MUSTAFA NECATİ SEPETÇİOĞLU HAYATI VE EDEBİ KİŞİLİĞİ

03.08.2012




MUSTAFA NECATİ SEPETÇİOĞLU HAYATI VE EDEBİ KİŞİLİĞİ 

(d. Tokat , Zile 1932 / ö. 8 Temmuz 2006)

Romancı, hikâyeci, oyun yazarı, memur.

 

 

1932 yılında Tokat'ın Zile ilçesinin Kislik Mahallesinde doğdu.  Yazarın babası bir ara Zile Belediyesi Rüsumat Dairesi amirliği yapmış, ticaretle de uğraşmış olan tahsilli bir kişi olan Abdurrahman Sepetçioğlu’dur. (1900-1974 ) [1] Annesi ise Cemile Hanım’dır. Yazar, Zile eşrafından orta hâlli bu ailenin ilk çocuğu olarak dünyaya gelmiştir.

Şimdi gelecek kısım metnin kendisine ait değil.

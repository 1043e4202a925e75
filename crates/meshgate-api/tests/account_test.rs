//! Integration tests for `AccountClient` using wiremock.
#![allow(clippy::unwrap_used)]

use std::time::Duration;

use secrecy::SecretString;
use serde_json::json;
use wiremock::matchers::{header, method, path};
use wiremock::{Mock, MockServer, ResponseTemplate};

use meshgate_api::{AccountClient, Error};

// ── Helpers ─────────────────────────────────────────────────────────

async fn setup() -> (MockServer, AccountClient) {
    let server = MockServer::start().await;
    let client = AccountClient::new(
        &server.uri(),
        &SecretString::from("test-key".to_owned()),
        Duration::from_secs(5),
    )
    .unwrap();
    (server, client)
}

// ── Happy paths ─────────────────────────────────────────────────────

#[tokio::test]
async fn test_account_sends_bearer_and_decodes() {
    let (server, client) = setup().await;

    Mock::given(method("GET"))
        .and(path("/v1/account"))
        .and(header("authorization", "Bearer test-key"))
        .respond_with(ResponseTemplate::new(200).set_body_json(json!({
            "mqttEndpoint": "mqtt.nrfcloud.com",
            "mqttTopicPrefix": "prod/tenant-1/",
            "team": { "name": "ignored" }
        })))
        .mount(&server)
        .await;

    let info = client.account().await.unwrap();
    assert_eq!(info.mqtt_endpoint, "mqtt.nrfcloud.com");
    assert_eq!(info.client_id().as_deref(), Some("account-tenant-1"));
}

#[tokio::test]
async fn test_gateways_lists_devices() {
    let (server, client) = setup().await;

    Mock::given(method("GET"))
        .and(path("/v1/devices"))
        .respond_with(ResponseTemplate::new(200).set_body_json(json!({
            "items": [
                {
                    "id": "nrf-352656100000000",
                    "name": "Lab gateway",
                    "type": "Gateway",
                    "$meta": { "createdAt": "2020-05-01T10:00:00Z", "version": "3" }
                },
                { "id": "nrf-352656100000001", "type": "Generic" }
            ],
            "total": 2
        })))
        .mount(&server)
        .await;

    let devices = client.gateways().await.unwrap();
    assert_eq!(devices.len(), 2);
    assert!(devices[0].is_gateway());
    assert_eq!(devices[0].meta.version.as_deref(), Some("3"));
    assert!(!devices[1].is_gateway());
    assert_eq!(devices[1].name, "");
}

// ── Error paths ─────────────────────────────────────────────────────

#[tokio::test]
async fn test_unauthorized_maps_to_invalid_key() {
    let (server, client) = setup().await;

    Mock::given(method("GET"))
        .and(path("/v1/account"))
        .respond_with(ResponseTemplate::new(401))
        .mount(&server)
        .await;

    let err = client.account().await.unwrap_err();
    assert!(matches!(err, Error::InvalidApiKey));
    assert!(err.is_auth_failure());
}

#[tokio::test]
async fn test_server_error_carries_message() {
    let (server, client) = setup().await;

    Mock::given(method("GET"))
        .and(path("/v1/devices"))
        .respond_with(
            ResponseTemplate::new(503).set_body_json(json!({ "message": "maintenance window" })),
        )
        .mount(&server)
        .await;

    match client.gateways().await.unwrap_err() {
        Error::Account { status, message } => {
            assert_eq!(status, 503);
            assert_eq!(message, "maintenance window");
        }
        other => panic!("unexpected error: {other:?}"),
    }
}

#[tokio::test]
async fn test_bad_body_is_deserialization_error() {
    let (server, client) = setup().await;

    Mock::given(method("GET"))
        .and(path("/v1/account"))
        .respond_with(ResponseTemplate::new(200).set_body_string("<html>oops</html>"))
        .mount(&server)
        .await;

    match client.account().await.unwrap_err() {
        Error::Deserialization { body, .. } => assert_eq!(body, "<html>oops</html>"),
        other => panic!("unexpected error: {other:?}"),
    }
}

Yazarın baba tarafından dedesi ( ö. 1944)  Hacı Hafız Mustafa Efendi, İstanbul’da medrese eğitimini görmüş, askerliği süresince Mekke’de, Mekke Şerifi’nin oğluna çeşitli dersler vermiş; müftülük görevinde bulunmuş; âlim, arif ve şair bir zattır. ( DR. SELAMİ ALAN, http://teis.yesevi.edu.tr/madde-detay/sepetcioglu-mustafa-necati) Baba tarafından büyük dedelerinden birisi sepet ördüğü için bu aile Zile halkı tarafından  “sepetçiler” lakabıyla bilinmekte olduğundan Soyadı Kanunu ile birlikte “Sepetçioğlu” soyadını kullanmaya başlamıştır. (Argunşah, 2007: 18).

Yazıları ve eserlerinde “Ahmet Cemil, Bir Zileli, Ergene Pars, Ergun Kaftancı, Me Ne Se, Velihan Bahadır” takma adlarını da kullanmış olan Sepetçioğlu’nun nüfus kayıtlarındaki gerçek adı ise Hacı Necati’dir.  İlk ve ortaokulu Zile'de okumuş (1947 ) Zile Ortaokulu’nda Türkçe öğretmeninin yönlendirmesiyle edebiyata ilgi duymuş ve lise yıllarında yazı hayatına başlamıştır. [2]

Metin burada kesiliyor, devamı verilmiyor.